# INPUT MATERIAL:

● ● ● ●

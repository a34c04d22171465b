//! Search and browse collaborators.
//!
//! The research core never performs HTTP itself. It talks to a
//! [`SearchEngine`] (query → ordered results) and a [`WebBrowser`]
//! (URLs → page text) supplied by the caller. In-memory implementations are
//! provided for tests and offline runs.

use crate::error::WebError;
use async_trait::async_trait;
use regex::Regex;
use serde::{Deserialize, Serialize};
use std::collections::HashMap;
use std::sync::{LazyLock, Mutex};

static INLINE_WHITESPACE: LazyLock<Regex> =
    LazyLock::new(|| Regex::new(r"[ \t\u{a0}]+").expect("inline whitespace pattern"));

/// A single organic search result.
#[derive(Debug, Clone, PartialEq, Eq, Serialize, Deserialize)]
pub struct SearchResult {
    pub title: String,
    pub link: String,
    pub snippet: String,
}

impl SearchResult {
    pub fn new(
        title: impl Into<String>,
        link: impl Into<String>,
        snippet: impl Into<String>,
    ) -> Self {
        Self {
            title: title.into(),
            link: link.into(),
            snippet: snippet.into(),
        }
    }
}

/// A search backend.
#[async_trait]
pub trait SearchEngine: Send + Sync {
    /// Search for `query`, returning at most `max_results` results, best first.
    async fn search(&self, query: &str, max_results: usize)
    -> Result<Vec<SearchResult>, WebError>;
}

/// A fetched page.
#[derive(Debug, Clone, PartialEq, Eq, Serialize, Deserialize)]
pub struct WebPage {
    pub url: String,
    /// Raw markup as fetched, empty when the page was built from plain text.
    pub html: String,
    /// Readable text of the page.
    pub inner_text: String,
}

impl WebPage {
    /// Build a page from HTML, extracting its readable text.
    pub fn from_html(url: impl Into<String>, html: impl Into<String>) -> Self {
        let html = html.into();
        let inner_text = extract_text_from_html(&html);
        Self {
            url: url.into(),
            html,
            inner_text,
        }
    }

    /// Build a page whose content is already plain text.
    pub fn from_text(url: impl Into<String>, text: impl Into<String>) -> Self {
        Self {
            url: url.into(),
            html: String::new(),
            inner_text: text.into(),
        }
    }
}

/// A browse backend.
#[async_trait]
pub trait WebBrowser: Send + Sync {
    /// Fetch every URL in one call.
    ///
    /// Returns exactly one entry per URL, in the order of `urls`; `None`
    /// marks a page the backend could not produce. Entries are matched to
    /// URLs by position, so a page may carry a different (e.g. redirected)
    /// URL than the one requested.
    async fn fetch(&self, urls: &[String]) -> Result<Vec<Option<WebPage>>, WebError>;
}

/// Simple HTML-to-text extraction.
///
/// Strips tags, drops script and style bodies, decodes common entities and
/// collapses blank lines. Block-level tags become line breaks so paragraph
/// structure survives for chunking. A `<` not followed by a letter, `/` or
/// `!` is plain text.
pub fn extract_text_from_html(html: &str) -> String {
    let mut text = String::new();
    let mut in_tag = false;
    let mut in_script = false;
    let mut in_style = false;
    let mut tag_name = String::new();
    let mut building_tag = false;

    let mut chars = html.chars().peekable();
    while let Some(ch) = chars.next() {
        if ch == '<'
            && !in_tag
            && chars
                .peek()
                .is_some_and(|next| next.is_ascii_alphabetic() || matches!(next, '/' | '!'))
        {
            in_tag = true;
            building_tag = true;
            tag_name.clear();
            continue;
        }
        if ch == '>' && in_tag {
            in_tag = false;
            building_tag = false;

            let tag_lower = tag_name.to_lowercase();
            match tag_lower.as_str() {
                "script" => in_script = true,
                "/script" => in_script = false,
                "style" => in_style = true,
                "/style" => in_style = false,
                _ => {}
            }

            if is_block_tag(tag_lower.trim_start_matches('/')) {
                text.push('\n');
            }
            continue;
        }
        if in_tag {
            if building_tag && (ch.is_alphanumeric() || ch == '/') {
                tag_name.push(ch);
            } else {
                building_tag = false;
            }
            continue;
        }
        if in_script || in_style {
            continue;
        }
        text.push(ch);
    }

    let text = text
        .replace("&nbsp;", " ")
        .replace("&lt;", "<")
        .replace("&gt;", ">")
        .replace("&quot;", "\"")
        .replace("&#39;", "'")
        .replace("&amp;", "&");

    text.lines()
        .map(|l| INLINE_WHITESPACE.replace_all(l.trim(), " "))
        .filter(|l| !l.is_empty())
        .collect::<Vec<_>>()
        .join("\n")
}

fn is_block_tag(tag: &str) -> bool {
    matches!(
        tag,
        "p" | "br"
            | "div"
            | "h1"
            | "h2"
            | "h3"
            | "h4"
            | "h5"
            | "h6"
            | "li"
            | "tr"
            | "section"
            | "article"
            | "blockquote"
            | "pre"
    )
}

/// In-memory search engine keyed by exact query text.
///
/// Unknown queries fall back to the default result list, if one is set;
/// otherwise they yield an empty list. Every query is recorded.
#[derive(Default)]
pub struct StaticSearchEngine {
    results: HashMap<String, Vec<SearchResult>>,
    default_results: Vec<SearchResult>,
    failing: Vec<String>,
    queries: Mutex<Vec<(String, usize)>>,
}

impl StaticSearchEngine {
    pub fn new() -> Self {
        Self::default()
    }

    pub fn with_results(mut self, query: impl Into<String>, results: Vec<SearchResult>) -> Self {
        self.results.insert(query.into(), results);
        self
    }

    pub fn with_default_results(mut self, results: Vec<SearchResult>) -> Self {
        self.default_results = results;
        self
    }

    /// Make searches for `query` fail.
    pub fn failing_on(mut self, query: impl Into<String>) -> Self {
        self.failing.push(query.into());
        self
    }

    /// `(query, max_results)` pairs received so far.
    pub fn queries(&self) -> Vec<(String, usize)> {
        self.queries.lock().map(|q| q.clone()).unwrap_or_default()
    }
}

#[async_trait]
impl SearchEngine for StaticSearchEngine {
    async fn search(
        &self,
        query: &str,
        max_results: usize,
    ) -> Result<Vec<SearchResult>, WebError> {
        if let Ok(mut queries) = self.queries.lock() {
            queries.push((query.to_string(), max_results));
        }
        if self.failing.iter().any(|q| q == query) {
            return Err(WebError::SearchFailed {
                query: query.to_string(),
                message: "search backend unavailable".to_string(),
            });
        }
        let results = self.results.get(query).unwrap_or(&self.default_results);
        Ok(results.iter().take(max_results).cloned().collect())
    }
}

/// In-memory browser serving fixed pages.
#[derive(Default)]
pub struct StaticBrowser {
    pages: HashMap<String, WebPage>,
    fetches: Mutex<Vec<Vec<String>>>,
}

impl StaticBrowser {
    pub fn new() -> Self {
        Self::default()
    }

    /// Serve `text` as the readable text of `url`.
    pub fn with_text(mut self, url: impl Into<String>, text: impl Into<String>) -> Self {
        let url = url.into();
        self.pages
            .insert(url.clone(), WebPage::from_text(url, text));
        self
    }

    /// Serve `html` at `url`, extracting its text.
    pub fn with_html(mut self, url: impl Into<String>, html: impl Into<String>) -> Self {
        let url = url.into();
        self.pages.insert(url.clone(), WebPage::from_html(url, html));
        self
    }

    /// URL batches requested so far.
    pub fn fetches(&self) -> Vec<Vec<String>> {
        self.fetches.lock().map(|f| f.clone()).unwrap_or_default()
    }
}

#[async_trait]
impl WebBrowser for StaticBrowser {
    async fn fetch(&self, urls: &[String]) -> Result<Vec<Option<WebPage>>, WebError> {
        if urls.is_empty() {
            return Err(WebError::NoUrls);
        }
        if let Ok(mut fetches) = self.fetches.lock() {
            fetches.push(urls.to_vec());
        }
        urls.iter()
            .map(|url| {
                self.pages
                    .get(url)
                    .cloned()
                    .map(Some)
                    .ok_or_else(|| WebError::Status {
                        url: url.clone(),
                        status: 404,
                    })
            })
            .collect()
    }
}

#[cfg(test)]
mod tests {
    use super::*;

    #[test]
    fn test_extract_text_from_html_strips_tags() {
        let html = "<html><head><title>T</title><style>p{color:red}</style></head>\
                    <body><h1>Oracle</h1><p>MySQL &amp; Oracle</p>\
                    <script>var x = 1;</script><p>Second</p></body></html>";
        let text = extract_text_from_html(html);
        assert!(text.contains("Oracle"));
        assert!(text.contains("MySQL & Oracle"));
        assert!(text.contains("Second"));
        assert!(!text.contains("color:red"));
        assert!(!text.contains("var x"));
    }

    #[test]
    fn test_extract_text_keeps_paragraph_lines() {
        let text = extract_text_from_html("<p>one</p><p>two</p>");
        assert_eq!(text, "one\ntwo");
    }

    #[test]
    fn test_entity_decoding_is_not_double_applied() {
        let text = extract_text_from_html("<p>&amp;lt;</p>");
        assert_eq!(text, "&lt;");
    }

    #[test]
    fn test_inline_whitespace_collapsed() {
        let text = extract_text_from_html("<p>Oracle \t  and&nbsp;&nbsp;MySQL</p>");
        assert_eq!(text, "Oracle and MySQL");
    }

    #[test]
    fn test_bare_less_than_is_text() {
        let text = extract_text_from_html("<p>a < b and 3<4</p><p>c > d</p>");
        assert_eq!(text, "a < b and 3<4\nc > d");
    }

    #[test]
    fn test_comments_and_closing_tags_still_stripped() {
        let text = extract_text_from_html("<!-- note --><div>x</div>");
        assert_eq!(text, "x");
    }

    #[tokio::test]
    async fn test_static_search_engine_limits_results() {
        let engine = StaticSearchEngine::new().with_results(
            "oracle",
            vec![
                SearchResult::new("a", "https://a", "sa"),
                SearchResult::new("b", "https://b", "sb"),
                SearchResult::new("c", "https://c", "sc"),
            ],
        );
        let results = engine.search("oracle", 2).await.unwrap();
        assert_eq!(results.len(), 2);
        assert_eq!(results[1].link, "https://b");
        assert_eq!(engine.queries(), vec![("oracle".to_string(), 2)]);
    }

    #[tokio::test]
    async fn test_static_search_engine_failure() {
        let engine = StaticSearchEngine::new().failing_on("down");
        let err = engine.search("down", 5).await.unwrap_err();
        assert!(matches!(err, WebError::SearchFailed { .. }));
    }

    #[tokio::test]
    async fn test_static_browser_fetches_in_order() {
        let browser = StaticBrowser::new()
            .with_text("https://a", "alpha")
            .with_html("https://b", "<p>beta</p>");
        let pages = browser
            .fetch(&["https://b".to_string(), "https://a".to_string()])
            .await
            .unwrap();
        assert_eq!(pages.len(), 2);
        assert_eq!(pages[0].as_ref().unwrap().inner_text, "beta");
        assert_eq!(pages[1].as_ref().unwrap().inner_text, "alpha");
    }

    #[tokio::test]
    async fn test_static_browser_unknown_url_is_error() {
        let browser = StaticBrowser::new();
        let err = browser
            .fetch(&["https://missing".to_string()])
            .await
            .unwrap_err();
        assert!(matches!(err, WebError::Status { status: 404, .. }));
    }
}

● ● ● ●

# YOUR ASSIGNMENT:
Gather every line from the entries above where the word "push" appears, and copy them.

# TASK RESULT:
                text.push('\n');
                tag_name.push(ch);
        text.push(ch);
        self.failing.push(query.into());
            queries.push((query.to_string(), max_results));
            fetches.push(urls.to_vec());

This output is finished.